Mafioso italiano da ‘Ndrangheta entrega lista de codinomes de integrantes do PCC e do CV

por Redação 30 de julho de 2024

O italiano Vincenzo Pasquino, que faz parte da ‘Ndrangheta, a máfia da Calábria, entregou a autoridades de seu país detalhes das relações da sua organização criminosa com facções brasileiras, como o Primeiro Comando da Capital (PCC) e o Comando Vermelho (CV), incluindo uma lista codinomes usados pelos criminosos. As informações foram entregues pela Justiça da Itália a investigadores do Brasil.

Interlocutores que acompanham de perto as investigações relataram ao GLOBO que Pasquino apresentou pelo menos três codinomes usados em conversas com membros das facções criminosas brasileiras.

De acordo com os relatos dos investigadores, a lista de codinomes é importante porque, na Europa, foi possível descriptografar conversas escritas num aplicativo especial apreendido com o mafioso italiano – mas os nomes referidos são codinomes. A partir da lista será possível identificar a quem as conversas fazem referência.

Pasquino foi extraditado do Brasil em fevereiro deste ano e decidiu colaborar com a Justiça da Itália. Desde maio ele tem descrito as relações da ‘Ndrangheta com facções criminosas brasileiras em depoimentos prestados no Tribunal de Locri, na Calábria.

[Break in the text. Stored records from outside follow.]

impl Game {
    pub fn new(config: &GameConfig) -> Self {
        Self {
            id: GAME_ID_COUNTER.fetch_add(1, Ordering::SeqCst),
            phase: GamePhase::Lobby,
            state_changed_at: None,
            current_round: None,
            total_rounds: config.total_rounds,
            drawing_time_seconds: config.drawing_time_seconds,
            initial_prompts_per_player: config.initial_prompts_per_player,
            prompt_language: config.prompt_language,
            initial_prompts: BTreeMap::new(),
            rounds: Vec::new(),
            locations: HashMap::new(),
        }
    }

    pub fn id(&self) -> u64 {
        self.id
    }

    pub fn phase(&self) -> GamePhase {
        self.phase
    }

    pub fn current_round(&self) -> Option<usize> {
        self.current_round
    }

    pub fn total_rounds(&self) -> usize {
        self.total_rounds
    }

    pub fn drawing_time_seconds(&self) -> u32 {
        self.drawing_time_seconds
    }

    pub fn prompt_language(&self) -> PromptLanguage {
        self.prompt_language
    }

    pub fn state_changed_at(&self) -> Option<i64> {
        self.state_changed_at
    }

    /// All drawings, indexed `[round][thread_index]`
    pub fn rounds(&self) -> &[Vec<Drawing>] {
        &self.rounds
    }

    /// Number of hand-off threads, frozen at start
    pub fn thread_count(&self) -> usize {
        self.rounds.first().map_or(0, Vec::len)
    }

    pub fn initial_prompts_for(&self, player_id: &str) -> Option<&[String]> {
        self.initial_prompts.get(player_id).map(Vec::as_slice)
    }

    pub fn drawing(&self, drawing_id: &str) -> Option<&Drawing> {
        let (round, thread) = *self.locations.get(drawing_id)?;
        self.rounds.get(round)?.get(thread)
    }

    /// Stored image for a drawing, if any
    pub fn drawing_image(&self, drawing_id: &str) -> Option<&str> {
        self.drawing(drawing_id).and_then(Drawing::image)
    }

    fn set_phase(&mut self, phase: GamePhase) {
        self.phase = phase;
        self.state_changed_at = Some(Utc::now().timestamp_millis());
    }

    /// Deal prompts, build the chain plan and enter prompt selection
    pub fn start(&mut self, players: &[PlayerId]) -> Outcome {
        self.start_with_rng(players, &mut rand::thread_rng())
    }

    pub fn start_with_rng<R: Rng + ?Sized>(&mut self, players: &[PlayerId], rng: &mut R) -> Outcome {
        if self.phase != GamePhase::Lobby || players.len() < MIN_PLAYERS {
            return Outcome::unchanged();
        }

        // Two virtual rounds per real round: even ones draw, odd ones guess
        let mappings = match chain::build_with_rng(self.total_rounds * 2, players.len(), rng) {
            Ok(mappings) => mappings,
            Err(e) => {
                warn!("Cannot start game {}: {}", self.id, e);
                return Outcome::unchanged();
            }
        };
        debug!("Chain plan for game {}:\n{}", self.id, chain::format_mappings(&mappings));

        let mut prompter = Prompter::new(self.prompt_language);
        for player in players {
            let prompts = prompter.take(self.initial_prompts_per_player, rng);
            self.initial_prompts.insert(player.clone(), prompts);
        }

        for round in 0..self.total_rounds {
            let drawers = &mappings[round * 2];
            let guessers = &mappings[round * 2 + 1];

            let drawings: Vec<Drawing> = (0..players.len())
                .map(|thread| {
                    Drawing::new(
                        thread,
                        players[drawers[thread]].clone(),
                        players[guessers[thread]].clone(),
                    )
                })
                .collect();

            for drawing in &drawings {
                self.locations
                    .insert(drawing.id.clone(), (round, drawing.thread_index));
            }
            self.rounds.push(drawings);
        }

        self.set_phase(GamePhase::SelectingInitialPrompts);
        Outcome::changed()
    }

    fn start_drawing(&mut self) -> Outcome {
        let round = self.current_round.map_or(0, |r| r + 1);
        self.current_round = Some(round);
        self.set_phase(GamePhase::Drawing);

        Outcome::drawing_started(DrawingDeadline {
            game_id: self.id,
            round,
            after: Duration::from_secs(u64::from(self.drawing_time_seconds)),
        })
    }

    /// A player picked the prompt for their first drawing
    pub fn select_initial_prompt(&mut self, player_id: &str, prompt: &str) -> Outcome {
        if self.phase != GamePhase::SelectingInitialPrompts {
            return Outcome::unchanged();
        }

        let Some(first_round) = self.rounds.first_mut() else {
            return Outcome::unchanged();
        };
        let Some(drawing) = first_round.iter_mut().find(|d| d.drawer_id == player_id) else {
            return Outcome::unchanged();
        };
        if !drawing.set_prompt(prompt) {
            return Outcome::unchanged();
        }

        if first_round.iter().all(Drawing::has_prompt) {
            return self.start_drawing();
        }
        Outcome::changed()
    }

    /// A player guessed the drawing they were handed this round
    pub fn guess(&mut self, player_id: &str, guess: &str) -> Outcome {
        if self.phase != GamePhase::Guessing {
            return Outcome::unchanged();
        }
        let Some(round) = self.current_round else {
            return Outcome::unchanged();
        };

        let Some(drawing) = self
            .rounds
            .get_mut(round)
            .and_then(|drawings| drawings.iter_mut().find(|d| d.guesser_id == player_id))
        else {
            return Outcome::unchanged();
        };
        if !drawing.set_guess(guess) {
            return Outcome::unchanged();
        }
        let thread = drawing.thread_index;

        // Hand the guess forward as the next drawer's prompt
        if let Some(next) = self
            .rounds
            .get_mut(round + 1)
            .and_then(|drawings| drawings.get_mut(thread))
        {
            next.set_prompt(guess);
        }

        let all_guessed = self.rounds[round].iter().all(Drawing::has_guess);
        if !all_guessed {
            return Outcome::changed();
        }

        if round + 1 >= self.total_rounds {
            self.set_phase(GamePhase::Finale);
            Outcome::changed()
        } else {
            self.start_drawing()
        }
    }

    /// Store an image for a drawing owned by `player_id`
    ///
    /// Not phase-gated so late uploads still land. Returns whether it was stored.
    pub fn submit_drawing(&mut self, player_id: &str, drawing_id: &str, image: String) -> bool {
        let Some(&(round, thread)) = self.locations.get(drawing_id) else {
            return false;
        };
        match self.rounds.get_mut(round).and_then(|r| r.get_mut(thread)) {
            Some(drawing) if drawing.drawer_id == player_id => {
                drawing.set_image(image);
                true
            }
            _ => false,
        }
    }

    /// Force the end of a drawing phase
    ///
    /// Ignored unless the deadline belongs to this game and the game is still
    /// drawing the same round.
    pub fn expire_drawing(&mut self, deadline: &DrawingDeadline) -> Outcome {
        if deadline.game_id != self.id
            || self.phase != GamePhase::Drawing
            || self.current_round != Some(deadline.round)
        {
            return Outcome::unchanged();
        }
        self.set_phase(GamePhase::Guessing);
        Outcome::changed()
    }

    /// Change the drawing phase length; applies from the next drawing phase
    pub fn set_drawing_time(&mut self, seconds: u32) -> Outcome {
        if !GameConfig::accepts_drawing_time(seconds) || seconds == self.drawing_time_seconds {
            return Outcome::unchanged();
        }
        self.drawing_time_seconds = seconds;
        Outcome::changed()
    }

    /// Change the prompt language; only before the prompts are dealt
    pub fn set_prompt_language(&mut self, language: PromptLanguage) -> Outcome {
        if self.phase != GamePhase::Lobby || language == self.prompt_language {
            return Outcome::unchanged();
        }
        self.prompt_language = language;
        Outcome::changed()
    }

    pub fn to_dto(&self) -> GameDto {
        GameDto {
            drawing_time_seconds: self.drawing_time_seconds,
            total_rounds: self.total_rounds,
            current_round: self.current_round.map_or(-1, |r| r as i64),
            state: self.phase,
            state_changed_at: self.state_changed_at,
            drawings: self
                .rounds
                .iter()
                .map(|round| round.iter().map(Drawing::to_dto).collect())
                .collect(),
            initial_prompts: self.initial_prompts.clone(),
            initial_prompts_per_player: self.initial_prompts_per_player,
            prompt_language: self.prompt_language,
        }
    }
}
//! End-to-end checks against a live server on an ephemeral port

use std::net::SocketAddr;
use std::sync::Arc;

use futures_util::{SinkExt, StreamExt};
use serde_json::{json, Value};
use tokio::io::{AsyncReadExt, AsyncWriteExt};
use tokio::net::{TcpListener, TcpStream};
use tokio::time::{timeout, Duration};
use tokio_tungstenite::tungstenite::client::IntoClientRequest;
use tokio_tungstenite::tungstenite::http::HeaderValue;
use tokio_tungstenite::tungstenite::Message;
use tokio_tungstenite::{connect_async, MaybeTlsStream, WebSocketStream};

use drawphone_rs::{router, AppState};

type WsStream = WebSocketStream<MaybeTlsStream<TcpStream>>;

async fn spawn_server() -> SocketAddr {
    let listener = TcpListener::bind("127.0.0.1:0").await.unwrap();
    let addr = listener.local_addr().unwrap();
    let app = router(Arc::new(AppState::default()));
    tokio::spawn(async move {
        axum::serve(listener, app).await.unwrap();
    });
    addr
}

async fn open(addr: SocketAddr, cookie: Option<&'static str>) -> (WsStream, Option<String>) {
    let mut request = format!("ws://{}/ws", addr).into_client_request().unwrap();
    if let Some(cookie) = cookie {
        request
            .headers_mut()
            .insert("Cookie", HeaderValue::from_static(cookie));
    }
    let (ws, response) = connect_async(request).await.unwrap();
    let set_cookie = response
        .headers()
        .get("set-cookie")
        .and_then(|v| v.to_str().ok())
        .map(str::to_string);
    (ws, set_cookie)
}

async fn next_json(ws: &mut WsStream) -> Value {
    loop {
        let frame = timeout(Duration::from_secs(5), ws.next())
            .await
            .expect("timed out waiting for a frame")
            .expect("socket closed")
            .unwrap();
        if let Message::Text(text) = frame {
            return serde_json::from_str(&text).unwrap();
        }
    }
}

async fn send_json(ws: &mut WsStream, value: Value) {
    ws.send(Message::Text(value.to_string())).await.unwrap();
}

#[tokio::test]
async fn test_new_connection_gets_identity_cookie() {
    let addr = spawn_server().await;
    let (mut ws, set_cookie) = open(addr, None).await;

    let assigned = next_json(&mut ws).await;
    assert_eq!(assigned["type"], "ASSIGN_USER_ID");
    let user_id = assigned["userId"].as_str().unwrap();

    let set_cookie = set_cookie.unwrap();
    assert!(set_cookie.starts_with(&format!("X-UserId={}", user_id)));
}

#[tokio::test]
async fn test_cookie_identity_is_reused() {
    let addr = spawn_server().await;
    let (mut ws, _) = open(addr, Some("X-UserId=tester-1")).await;

    let assigned = next_json(&mut ws).await;
    assert_eq!(assigned["userId"], "tester-1");
}

#[tokio::test]
async fn test_join_room_over_socket() {
    let addr = spawn_server().await;
    let (mut ws, _) = open(addr, Some("X-UserId=joiner")).await;
    next_json(&mut ws).await;

    // Garbage is logged and skipped without closing the socket
    ws.send(Message::Text("not json".to_string())).await.unwrap();

    send_json(
        &mut ws,
        json!({"type": "PLAYER_UPDATED", "player": {"name": "Joiner", "avatar": "owl"}}),
    )
    .await;
    send_json(&mut ws, json!({"type": "JOIN_ROOM", "roomId": "lobby-1"})).await;

    let sync = next_json(&mut ws).await;
    assert_eq!(sync["type"], "ROOM_SYNC");
    assert_eq!(sync["room"]["id"], "lobby-1");
    assert_eq!(sync["room"]["players"][0]["id"], "joiner");
    assert_eq!(sync["room"]["players"][0]["name"], "Joiner");
    assert_eq!(sync["room"]["game"]["state"], "lobby");
    assert_eq!(sync["room"]["game"]["currentRound"], -1);
}

#[tokio::test]
async fn test_newest_connection_wins() {
    let addr = spawn_server().await;
    let (mut first, _) = open(addr, Some("X-UserId=twin")).await;
    next_json(&mut first).await;

    let (mut second, _) = open(addr, Some("X-UserId=twin")).await;
    next_json(&mut second).await;

    // The replaced socket is closed by the server
    let closed = timeout(Duration::from_secs(5), async {
        while let Some(Ok(frame)) = first.next().await {
            if frame.is_close() {
                break;
            }
        }
    })
    .await;
    assert!(closed.is_ok());

    send_json(&mut second, json!({"type": "JOIN_ROOM", "roomId": "r"})).await;
    assert_eq!(next_json(&mut second).await["type"], "ROOM_SYNC");
}

#[tokio::test]
async fn test_health_endpoint() {
    let addr = spawn_server().await;
    let mut stream = TcpStream::connect(addr).await.unwrap();
    stream
        .write_all(b"GET /health HTTP/1.1\r\nHost: localhost\r\nConnection: close\r\n\r\n")
        .await
        .unwrap();

    let mut response = String::new();
    stream.read_to_string(&mut response).await.unwrap();
    assert!(response.starts_with("HTTP/1.1 200"));
    assert!(response.ends_with("OK"));
}
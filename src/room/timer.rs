//! Forced end of drawing phases

use std::sync::Arc;

use tokio::task::AbortHandle;
use tracing::{debug, info};

use crate::game::{DrawingDeadline, Outcome};
use crate::room::{Room, RoomHandle};
use crate::state::AppState;

/// Spawn the task that moves the room's game to guessing once time is up
///
/// The game rejects the deadline if it was reset or moved on meanwhile.
pub fn spawn_drawing_deadline(
    state: Arc<AppState>,
    room: RoomHandle,
    deadline: DrawingDeadline,
) -> AbortHandle {
    let task = tokio::spawn(async move {
        tokio::time::sleep(deadline.after).await;

        let mut room = room.lock().await;
        let outcome = room.game_mut().expire_drawing(&deadline);
        if !outcome.changed {
            debug!(
                "Ignoring stale drawing deadline for room {} (game {}, round {})",
                room.id(),
                deadline.game_id,
                deadline.round
            );
            return;
        }

        let game = room.game();
        info!(
            "Room {}: drawing time over, guessing round {}",
            room.id(),
            deadline.round
        );
        state
            .event_logger
            .log_phase(room.id(), game.id(), game.phase(), game.current_round());
        room.sync(&state.players, state.broadcaster.as_ref());
    });

    task.abort_handle()
}

/// Arm the room's deadline timer if the outcome started a drawing phase
pub fn schedule_deadline(state: &Arc<AppState>, handle: &RoomHandle, room: &mut Room, outcome: &Outcome) {
    if let Some(deadline) = outcome.deadline {
        debug!(
            "Room {}: drawing round {} ends in {:?}",
            room.id(),
            deadline.round,
            deadline.after
        );
        let timer = spawn_drawing_deadline(Arc::clone(state), Arc::clone(handle), deadline);
        room.arm_deadline(timer);
    }
}
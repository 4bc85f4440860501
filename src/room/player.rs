use dashmap::mapref::entry::Entry;
use dashmap::DashMap;

use crate::protocol::PlayerDto;

/// Opaque stable player identity assigned by the transport
pub type PlayerId = String;

/// A connected player's profile
#[derive(Debug, Clone, PartialEq, Eq)]
pub struct Player {
    pub id: PlayerId,
    pub name: String,
    /// Seed the client uses to render an avatar
    pub avatar: String,
}

impl Player {
    /// A player with an empty profile, as created on connect
    pub fn new(id: impl Into<PlayerId>) -> Self {
        Self {
            id: id.into(),
            name: String::new(),
            avatar: String::new(),
        }
    }

    pub fn to_dto(&self) -> PlayerDto {
        PlayerDto {
            id: self.id.clone(),
            name: self.name.clone(),
            avatar: self.avatar.clone(),
        }
    }
}

/// Process-wide directory of connected players
#[derive(Debug, Default)]
pub struct PlayerRegistry {
    players: DashMap<PlayerId, Player>,
}

impl PlayerRegistry {
    pub fn new() -> Self {
        Self::default()
    }

    /// Register a player unless one with the same id is already present
    ///
    /// Returns true if a new entry was created.
    pub fn connect(&self, id: &str) -> bool {
        match self.players.entry(id.to_string()) {
            Entry::Occupied(_) => false,
            Entry::Vacant(slot) => {
                slot.insert(Player::new(id));
                true
            }
        }
    }

    pub fn remove(&self, id: &str) -> Option<Player> {
        self.players.remove(id).map(|(_, player)| player)
    }

    /// Remove the player only if `keep` says no while the entry is locked
    pub fn remove_unless(&self, id: &str, keep: impl FnOnce() -> bool) -> Option<Player> {
        self.players
            .remove_if(id, |_, _| !keep())
            .map(|(_, player)| player)
    }

    /// Update name and avatar; returns false for unknown ids
    pub fn update_profile(&self, id: &str, name: String, avatar: String) -> bool {
        match self.players.get_mut(id) {
            Some(mut player) => {
                player.name = name;
                player.avatar = avatar;
                true
            }
            None => false,
        }
    }

    pub fn get(&self, id: &str) -> Option<Player> {
        self.players.get(id).map(|p| p.clone())
    }

    pub fn contains(&self, id: &str) -> bool {
        self.players.contains_key(id)
    }

    pub fn dto(&self, id: &str) -> Option<PlayerDto> {
        self.players.get(id).map(|p| p.to_dto())
    }

    pub fn len(&self) -> usize {
        self.players.len()
    }

    pub fn is_empty(&self) -> bool {
        self.players.is_empty()
    }

    /// Copy of every registered player
    pub fn all(&self) -> Vec<Player> {
        self.players.iter().map(|entry| entry.value().clone()).collect()
    }
}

Na audiência, o criminoso teria descrito suas passagens por várias capitais brasileiras, reuniões realizadas com chefes do PCC e do CV, e os interesses dos italianos no transporte de cocaína a partir de portos brasileiros.

A informação de que Pasquino tornou-se delator e tem descrito as relações da ‘Ndrangheta com facções criminosas brasileiras foi revelada na semana passada pelo jornal O Estado de S. Paulo e confirmada pelo GLOBO. O acordo de colaboração foi comunicado ao procurador-geral da República, Paulo Gonet, pelo procurador italiano Giovanni Melillo, chefe da Direção Nacional Antimáfia e Antiterrorismo da Itália. Na PGR, o caso tramita sob sigilo, como forma de proteger a vida e a integridade do cidadão italiano.

Preso em maio de 2021 em João Pessoa, na Paraíba, ao lado de Rocco Morabito, o “rei da cocaína”, Vincenzo Pasquino era considerado um dos 30 foragidos mais procurados pela polícia italiana. Ele foi deportado em fevereiro deste ano após o ministro do Supremo Tribunal Federal (STF) Alexandre de Moraes determinar a notificação do Ministério da Justiça sobre a decisão da Corte que autorizou a extradição do italiano.

O Supremo deu o sinal verde para a entrega do detento à Itália em dezembro de 2022, mas o procedimento ficou suspenso à espera da análise de um pedido de refúgio de Pasquino. Com a recusa do Comitê Nacional para os Refugiados (Conare), Moraes deu andamento à extradição.